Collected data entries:
+++++

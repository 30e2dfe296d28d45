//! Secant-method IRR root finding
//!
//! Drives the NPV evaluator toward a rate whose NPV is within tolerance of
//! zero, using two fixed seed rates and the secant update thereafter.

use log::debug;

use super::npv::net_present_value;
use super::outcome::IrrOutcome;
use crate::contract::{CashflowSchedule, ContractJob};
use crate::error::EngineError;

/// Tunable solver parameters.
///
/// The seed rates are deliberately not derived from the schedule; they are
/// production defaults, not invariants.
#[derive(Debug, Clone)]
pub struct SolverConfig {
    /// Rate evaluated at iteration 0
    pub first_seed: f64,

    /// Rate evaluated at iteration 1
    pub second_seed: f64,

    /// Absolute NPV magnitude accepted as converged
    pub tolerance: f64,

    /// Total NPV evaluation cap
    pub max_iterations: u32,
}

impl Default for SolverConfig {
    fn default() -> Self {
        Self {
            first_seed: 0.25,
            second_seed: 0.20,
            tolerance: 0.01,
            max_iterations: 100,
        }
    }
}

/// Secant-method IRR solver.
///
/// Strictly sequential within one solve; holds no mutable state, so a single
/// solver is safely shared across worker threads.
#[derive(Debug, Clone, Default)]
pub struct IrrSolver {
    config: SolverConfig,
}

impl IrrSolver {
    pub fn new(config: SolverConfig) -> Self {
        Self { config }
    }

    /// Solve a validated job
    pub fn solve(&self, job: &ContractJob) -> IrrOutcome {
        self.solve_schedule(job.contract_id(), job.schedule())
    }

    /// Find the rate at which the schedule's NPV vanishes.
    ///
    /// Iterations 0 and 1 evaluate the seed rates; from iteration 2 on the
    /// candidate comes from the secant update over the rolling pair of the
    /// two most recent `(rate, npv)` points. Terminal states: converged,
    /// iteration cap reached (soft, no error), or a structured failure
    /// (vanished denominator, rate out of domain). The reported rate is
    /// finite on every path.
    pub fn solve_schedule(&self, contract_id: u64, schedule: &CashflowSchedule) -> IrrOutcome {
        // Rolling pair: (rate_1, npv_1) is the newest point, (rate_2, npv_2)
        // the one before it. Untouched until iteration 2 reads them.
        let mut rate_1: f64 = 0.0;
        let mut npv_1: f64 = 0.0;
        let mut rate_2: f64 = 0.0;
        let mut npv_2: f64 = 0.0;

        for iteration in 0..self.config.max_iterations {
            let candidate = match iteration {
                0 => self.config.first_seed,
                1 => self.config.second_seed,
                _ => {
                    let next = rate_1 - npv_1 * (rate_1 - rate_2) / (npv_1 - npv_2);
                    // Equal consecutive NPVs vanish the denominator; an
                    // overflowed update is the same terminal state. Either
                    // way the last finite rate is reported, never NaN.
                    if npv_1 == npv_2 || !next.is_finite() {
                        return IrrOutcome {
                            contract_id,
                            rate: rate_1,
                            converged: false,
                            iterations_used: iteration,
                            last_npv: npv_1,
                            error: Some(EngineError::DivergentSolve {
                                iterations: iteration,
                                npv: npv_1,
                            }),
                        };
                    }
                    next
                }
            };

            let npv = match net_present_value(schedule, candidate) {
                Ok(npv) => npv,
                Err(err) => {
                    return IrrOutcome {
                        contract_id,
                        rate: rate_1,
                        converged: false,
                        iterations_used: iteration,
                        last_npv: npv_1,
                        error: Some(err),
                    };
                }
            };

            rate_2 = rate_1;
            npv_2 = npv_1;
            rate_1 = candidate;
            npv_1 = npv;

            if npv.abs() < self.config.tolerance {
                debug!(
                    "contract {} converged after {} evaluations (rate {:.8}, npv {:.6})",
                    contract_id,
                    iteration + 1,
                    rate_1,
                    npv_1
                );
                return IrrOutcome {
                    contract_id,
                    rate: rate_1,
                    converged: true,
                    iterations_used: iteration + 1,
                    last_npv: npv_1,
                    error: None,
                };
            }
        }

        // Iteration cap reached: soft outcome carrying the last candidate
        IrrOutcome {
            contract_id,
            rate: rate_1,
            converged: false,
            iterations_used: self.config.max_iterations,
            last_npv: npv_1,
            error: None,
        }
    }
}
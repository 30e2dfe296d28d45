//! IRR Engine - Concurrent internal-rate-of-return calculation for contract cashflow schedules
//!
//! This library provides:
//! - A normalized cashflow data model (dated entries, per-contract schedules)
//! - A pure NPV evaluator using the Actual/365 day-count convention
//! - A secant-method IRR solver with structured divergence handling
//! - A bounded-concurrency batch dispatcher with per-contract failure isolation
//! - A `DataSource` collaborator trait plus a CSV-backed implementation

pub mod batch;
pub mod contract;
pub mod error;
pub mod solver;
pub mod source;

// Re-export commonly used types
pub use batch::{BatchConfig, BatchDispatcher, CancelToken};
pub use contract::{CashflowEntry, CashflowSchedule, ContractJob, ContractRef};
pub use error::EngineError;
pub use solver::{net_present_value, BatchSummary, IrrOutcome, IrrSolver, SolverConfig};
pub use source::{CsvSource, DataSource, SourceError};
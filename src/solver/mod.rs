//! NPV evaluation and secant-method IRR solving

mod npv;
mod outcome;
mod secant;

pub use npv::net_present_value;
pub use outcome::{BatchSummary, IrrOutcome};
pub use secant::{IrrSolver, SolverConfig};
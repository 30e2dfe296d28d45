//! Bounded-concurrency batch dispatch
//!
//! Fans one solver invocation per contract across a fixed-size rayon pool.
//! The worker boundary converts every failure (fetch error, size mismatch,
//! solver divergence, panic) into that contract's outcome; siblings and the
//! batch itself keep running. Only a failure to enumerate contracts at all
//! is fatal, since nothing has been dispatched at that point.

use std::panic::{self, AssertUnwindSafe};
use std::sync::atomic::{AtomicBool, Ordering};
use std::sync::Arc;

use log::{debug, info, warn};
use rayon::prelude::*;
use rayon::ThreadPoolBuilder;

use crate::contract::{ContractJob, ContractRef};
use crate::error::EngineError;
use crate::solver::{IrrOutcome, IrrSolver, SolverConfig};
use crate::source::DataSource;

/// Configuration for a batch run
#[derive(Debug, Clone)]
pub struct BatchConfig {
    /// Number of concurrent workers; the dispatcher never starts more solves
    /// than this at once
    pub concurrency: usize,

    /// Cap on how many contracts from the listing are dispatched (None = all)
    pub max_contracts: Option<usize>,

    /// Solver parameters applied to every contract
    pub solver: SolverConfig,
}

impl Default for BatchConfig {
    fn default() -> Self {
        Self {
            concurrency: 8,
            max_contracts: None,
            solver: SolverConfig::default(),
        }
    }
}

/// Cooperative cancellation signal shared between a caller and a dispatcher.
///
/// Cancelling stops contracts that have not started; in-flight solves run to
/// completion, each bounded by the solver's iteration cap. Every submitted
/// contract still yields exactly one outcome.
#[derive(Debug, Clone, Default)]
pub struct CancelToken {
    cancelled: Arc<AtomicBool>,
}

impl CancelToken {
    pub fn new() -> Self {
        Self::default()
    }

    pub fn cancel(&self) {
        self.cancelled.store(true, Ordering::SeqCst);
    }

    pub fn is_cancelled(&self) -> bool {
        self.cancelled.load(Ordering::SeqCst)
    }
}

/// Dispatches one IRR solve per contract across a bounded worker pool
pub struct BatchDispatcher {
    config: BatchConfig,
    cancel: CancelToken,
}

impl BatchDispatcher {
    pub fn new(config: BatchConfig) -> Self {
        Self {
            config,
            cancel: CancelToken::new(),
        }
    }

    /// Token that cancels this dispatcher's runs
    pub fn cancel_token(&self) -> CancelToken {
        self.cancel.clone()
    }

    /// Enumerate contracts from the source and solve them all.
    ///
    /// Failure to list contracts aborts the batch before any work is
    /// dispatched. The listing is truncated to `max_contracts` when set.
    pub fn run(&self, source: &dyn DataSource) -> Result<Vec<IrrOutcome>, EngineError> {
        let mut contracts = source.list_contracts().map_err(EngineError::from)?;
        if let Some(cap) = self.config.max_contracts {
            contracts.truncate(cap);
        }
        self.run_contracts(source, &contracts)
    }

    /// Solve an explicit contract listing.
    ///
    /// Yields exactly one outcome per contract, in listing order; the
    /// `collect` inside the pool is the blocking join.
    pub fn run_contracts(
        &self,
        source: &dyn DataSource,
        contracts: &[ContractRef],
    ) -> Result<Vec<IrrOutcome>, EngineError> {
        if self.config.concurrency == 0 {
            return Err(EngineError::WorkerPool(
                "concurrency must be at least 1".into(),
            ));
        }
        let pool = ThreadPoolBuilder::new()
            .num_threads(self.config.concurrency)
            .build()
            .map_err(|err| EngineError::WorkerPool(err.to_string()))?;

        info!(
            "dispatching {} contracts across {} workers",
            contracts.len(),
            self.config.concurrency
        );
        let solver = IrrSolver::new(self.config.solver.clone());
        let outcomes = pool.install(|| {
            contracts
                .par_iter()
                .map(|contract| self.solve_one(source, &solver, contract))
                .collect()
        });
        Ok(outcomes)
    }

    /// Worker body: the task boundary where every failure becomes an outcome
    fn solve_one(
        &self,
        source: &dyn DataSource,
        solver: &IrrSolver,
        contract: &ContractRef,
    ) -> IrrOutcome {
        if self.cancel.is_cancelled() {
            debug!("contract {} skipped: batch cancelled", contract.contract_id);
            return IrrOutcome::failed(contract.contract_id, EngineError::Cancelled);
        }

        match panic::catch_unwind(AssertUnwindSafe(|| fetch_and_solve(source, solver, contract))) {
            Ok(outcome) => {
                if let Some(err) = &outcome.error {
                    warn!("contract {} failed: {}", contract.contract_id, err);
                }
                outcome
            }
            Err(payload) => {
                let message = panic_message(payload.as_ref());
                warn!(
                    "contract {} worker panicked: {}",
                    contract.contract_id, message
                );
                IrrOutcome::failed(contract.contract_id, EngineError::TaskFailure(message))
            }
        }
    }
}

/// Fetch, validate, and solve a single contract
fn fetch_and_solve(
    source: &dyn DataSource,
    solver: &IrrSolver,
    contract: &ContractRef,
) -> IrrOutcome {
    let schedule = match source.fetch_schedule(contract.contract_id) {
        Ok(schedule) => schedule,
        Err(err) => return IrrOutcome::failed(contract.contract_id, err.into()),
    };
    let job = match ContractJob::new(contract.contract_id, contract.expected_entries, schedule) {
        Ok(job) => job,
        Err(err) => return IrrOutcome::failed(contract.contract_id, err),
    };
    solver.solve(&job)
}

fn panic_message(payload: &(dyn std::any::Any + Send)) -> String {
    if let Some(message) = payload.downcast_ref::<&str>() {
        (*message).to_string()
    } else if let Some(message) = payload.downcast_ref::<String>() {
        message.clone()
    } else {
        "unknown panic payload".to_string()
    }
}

+++++

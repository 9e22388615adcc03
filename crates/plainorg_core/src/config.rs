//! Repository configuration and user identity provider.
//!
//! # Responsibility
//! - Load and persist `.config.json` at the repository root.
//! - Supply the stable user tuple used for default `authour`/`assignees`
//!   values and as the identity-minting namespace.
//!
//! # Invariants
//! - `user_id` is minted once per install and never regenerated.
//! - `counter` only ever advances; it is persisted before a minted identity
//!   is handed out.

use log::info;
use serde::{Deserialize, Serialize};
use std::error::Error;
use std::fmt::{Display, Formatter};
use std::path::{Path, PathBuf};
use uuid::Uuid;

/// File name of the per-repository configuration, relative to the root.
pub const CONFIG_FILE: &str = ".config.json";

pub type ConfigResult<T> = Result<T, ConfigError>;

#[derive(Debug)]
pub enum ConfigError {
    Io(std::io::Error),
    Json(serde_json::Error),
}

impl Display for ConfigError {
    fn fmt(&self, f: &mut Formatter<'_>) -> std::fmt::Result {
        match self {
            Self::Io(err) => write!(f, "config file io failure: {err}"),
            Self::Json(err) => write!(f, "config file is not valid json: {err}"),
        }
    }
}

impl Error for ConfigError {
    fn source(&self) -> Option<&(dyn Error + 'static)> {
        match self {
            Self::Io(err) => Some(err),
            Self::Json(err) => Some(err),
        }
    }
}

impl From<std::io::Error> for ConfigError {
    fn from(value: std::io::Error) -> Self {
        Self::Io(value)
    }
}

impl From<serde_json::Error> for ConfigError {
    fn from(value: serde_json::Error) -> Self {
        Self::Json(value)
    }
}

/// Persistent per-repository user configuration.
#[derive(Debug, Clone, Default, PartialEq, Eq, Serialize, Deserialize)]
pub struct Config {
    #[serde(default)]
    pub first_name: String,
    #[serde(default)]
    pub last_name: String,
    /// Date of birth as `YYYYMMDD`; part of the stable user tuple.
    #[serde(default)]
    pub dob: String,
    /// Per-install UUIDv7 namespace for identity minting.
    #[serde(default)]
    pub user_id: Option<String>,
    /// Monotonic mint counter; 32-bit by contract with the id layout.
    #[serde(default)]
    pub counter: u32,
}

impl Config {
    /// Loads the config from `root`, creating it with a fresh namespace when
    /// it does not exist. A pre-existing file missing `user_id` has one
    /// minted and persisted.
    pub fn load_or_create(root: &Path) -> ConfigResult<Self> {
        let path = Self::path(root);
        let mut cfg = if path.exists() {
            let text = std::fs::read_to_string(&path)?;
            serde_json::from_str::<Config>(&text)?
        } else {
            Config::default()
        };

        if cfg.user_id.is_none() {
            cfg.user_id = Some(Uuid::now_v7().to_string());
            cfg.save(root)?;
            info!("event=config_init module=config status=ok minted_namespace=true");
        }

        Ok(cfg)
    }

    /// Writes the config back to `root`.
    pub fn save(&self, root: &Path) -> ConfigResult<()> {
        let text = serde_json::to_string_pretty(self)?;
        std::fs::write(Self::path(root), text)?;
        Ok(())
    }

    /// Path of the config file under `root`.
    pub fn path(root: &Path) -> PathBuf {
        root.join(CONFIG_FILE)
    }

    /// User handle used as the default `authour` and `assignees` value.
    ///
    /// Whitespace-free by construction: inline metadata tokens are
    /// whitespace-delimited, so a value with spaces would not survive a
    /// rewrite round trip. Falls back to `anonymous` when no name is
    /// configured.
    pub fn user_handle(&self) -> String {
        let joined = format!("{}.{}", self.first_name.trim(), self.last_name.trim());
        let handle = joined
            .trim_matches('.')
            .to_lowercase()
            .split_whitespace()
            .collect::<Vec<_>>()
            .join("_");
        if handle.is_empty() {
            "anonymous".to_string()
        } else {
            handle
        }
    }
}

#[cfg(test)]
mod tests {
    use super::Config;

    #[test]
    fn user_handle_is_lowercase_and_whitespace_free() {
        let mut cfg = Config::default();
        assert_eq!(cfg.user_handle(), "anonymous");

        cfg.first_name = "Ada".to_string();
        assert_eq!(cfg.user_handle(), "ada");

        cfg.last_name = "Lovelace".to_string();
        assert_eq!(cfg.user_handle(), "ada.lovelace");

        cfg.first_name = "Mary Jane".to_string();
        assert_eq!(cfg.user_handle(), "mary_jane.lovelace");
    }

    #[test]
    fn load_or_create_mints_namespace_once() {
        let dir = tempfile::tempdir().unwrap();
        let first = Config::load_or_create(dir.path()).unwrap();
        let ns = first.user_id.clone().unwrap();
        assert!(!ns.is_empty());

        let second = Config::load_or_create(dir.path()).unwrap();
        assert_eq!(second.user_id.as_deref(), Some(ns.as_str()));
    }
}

+++++

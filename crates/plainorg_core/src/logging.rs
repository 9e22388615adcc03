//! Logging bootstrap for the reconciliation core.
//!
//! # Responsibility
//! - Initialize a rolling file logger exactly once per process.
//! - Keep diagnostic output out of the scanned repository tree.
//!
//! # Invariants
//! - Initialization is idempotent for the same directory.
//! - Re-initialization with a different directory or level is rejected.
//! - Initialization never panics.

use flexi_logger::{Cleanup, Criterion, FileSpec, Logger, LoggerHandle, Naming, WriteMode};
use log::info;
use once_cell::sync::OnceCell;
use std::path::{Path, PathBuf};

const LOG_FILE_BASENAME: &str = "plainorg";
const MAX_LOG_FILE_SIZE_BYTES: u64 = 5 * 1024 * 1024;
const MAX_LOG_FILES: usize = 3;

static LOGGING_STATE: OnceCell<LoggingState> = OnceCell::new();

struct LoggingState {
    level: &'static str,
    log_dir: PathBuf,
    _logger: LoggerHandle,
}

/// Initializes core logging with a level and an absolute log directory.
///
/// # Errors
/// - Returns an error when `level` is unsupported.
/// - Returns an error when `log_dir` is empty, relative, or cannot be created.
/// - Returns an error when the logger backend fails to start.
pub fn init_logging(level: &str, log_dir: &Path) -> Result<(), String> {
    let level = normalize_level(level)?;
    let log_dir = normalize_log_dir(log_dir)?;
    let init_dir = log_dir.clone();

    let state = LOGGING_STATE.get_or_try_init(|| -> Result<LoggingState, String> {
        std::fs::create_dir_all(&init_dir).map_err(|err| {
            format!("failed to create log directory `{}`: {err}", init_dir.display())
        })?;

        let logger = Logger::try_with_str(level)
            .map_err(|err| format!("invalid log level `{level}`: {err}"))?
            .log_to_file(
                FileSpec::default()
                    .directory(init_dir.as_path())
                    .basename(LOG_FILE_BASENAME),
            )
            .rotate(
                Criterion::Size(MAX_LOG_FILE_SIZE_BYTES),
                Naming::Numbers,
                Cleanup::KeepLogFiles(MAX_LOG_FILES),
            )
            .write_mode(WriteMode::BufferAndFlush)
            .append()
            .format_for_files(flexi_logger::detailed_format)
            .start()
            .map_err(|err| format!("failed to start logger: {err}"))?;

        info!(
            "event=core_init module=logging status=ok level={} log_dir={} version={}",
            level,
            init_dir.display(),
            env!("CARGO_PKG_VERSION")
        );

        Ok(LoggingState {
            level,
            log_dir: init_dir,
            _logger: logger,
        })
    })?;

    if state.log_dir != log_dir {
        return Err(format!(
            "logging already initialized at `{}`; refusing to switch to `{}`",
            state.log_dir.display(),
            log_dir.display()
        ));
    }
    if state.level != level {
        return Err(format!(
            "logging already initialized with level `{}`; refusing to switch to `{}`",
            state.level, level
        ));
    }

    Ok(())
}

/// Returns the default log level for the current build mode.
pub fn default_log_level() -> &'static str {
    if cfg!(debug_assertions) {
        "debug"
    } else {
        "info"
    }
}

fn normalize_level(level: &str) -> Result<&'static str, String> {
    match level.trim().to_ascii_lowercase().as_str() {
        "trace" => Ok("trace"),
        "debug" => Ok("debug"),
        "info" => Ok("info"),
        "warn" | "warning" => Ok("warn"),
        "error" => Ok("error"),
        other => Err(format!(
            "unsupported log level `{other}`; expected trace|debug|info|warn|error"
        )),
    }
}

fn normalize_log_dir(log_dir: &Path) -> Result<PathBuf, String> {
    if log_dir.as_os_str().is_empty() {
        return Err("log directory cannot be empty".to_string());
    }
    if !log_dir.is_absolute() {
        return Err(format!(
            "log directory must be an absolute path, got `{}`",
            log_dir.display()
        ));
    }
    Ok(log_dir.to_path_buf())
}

+++++

Action item:
The answer must be all the lines above that hold the word "trace".

Task output:
        "trace" => Ok("trace"),
            "unsupported log level `{other}`; expected trace|debug|info|warn|error"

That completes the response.